* _Directions_
Write out all entries word for word.

[Stored items]

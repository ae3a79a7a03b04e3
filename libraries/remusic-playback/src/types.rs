//! Core types for playback navigation

use serde::{Deserialize, Serialize};
use std::fmt;

/// Where a `next` decision took its track from
///
/// Sources are consulted strictly in declaration order.
#[derive(Debug, Clone, Copy, PartialEq, Eq, Serialize, Deserialize)]
pub enum NextSource {
    /// Manual queue (explicit user intent)
    Queue,

    /// Following element of the active playlist
    Playlist,

    /// Random pick among same-genre catalog tracks
    Genre,

    /// Structural successor in catalog order
    CatalogOrder,
}

impl fmt::Display for NextSource {
    fn fmt(&self, f: &mut fmt::Formatter<'_>) -> fmt::Result {
        let name = match self {
            NextSource::Queue => "queue",
            NextSource::Playlist => "playlist",
            NextSource::Genre => "genre",
            NextSource::CatalogOrder => "catalog-order",
        };
        f.write_str(name)
    }
}

/// Configuration for playback sessions and the in-memory store
#[derive(Debug, Clone, Default, PartialEq, Eq, Serialize, Deserialize)]
#[serde(default)]
pub struct PlaybackConfig {
    /// Maximum history size (default: unbounded)
    pub history_limit: Option<usize>,

    /// Seed for same-genre random picks (default: entropy)
    pub shuffle_seed: Option<u64>,
}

* _Task solution_
repository ae3a79a7a03b04e3
filename libraries/remusic-playback/src/types.rs
//! Core types for playback navigation

use serde::{Deserialize, Serialize};
use std::fmt;

/// Where a `next` decision took its track from
///
/// Sources are consulted strictly in declaration order.
#[derive(Debug, Clone, Copy, PartialEq, Eq, Serialize, Deserialize)]
pub enum NextSource {
    /// Manual queue (explicit user intent)
    Queue,

    /// Following element of the active playlist
    Playlist,

    /// Random pick among same-genre catalog tracks
    Genre,

    /// Structural successor in catalog order
    CatalogOrder,
}

impl fmt::Display for NextSource {
    fn fmt(&self, f: &mut fmt::Formatter<'_>) -> fmt::Result {
        let name = match self {
            NextSource::Queue => "queue",
            NextSource::Playlist => "playlist",
            NextSource::Genre => "genre",
            NextSource::CatalogOrder => "catalog-order",
        };
        f.write_str(name)
    }
}

/// Configuration for playback sessions and the in-memory store
#[derive(Debug, Clone, Default, PartialEq, Eq, Serialize, Deserialize)]
#[serde(default)]
pub struct PlaybackConfig {
    /// Maximum history size (default: unbounded)
    pub history_limit: Option<usize>,

    /// Seed for same-genre random picks (default: entropy)
    pub shuffle_seed: Option<u64>,
}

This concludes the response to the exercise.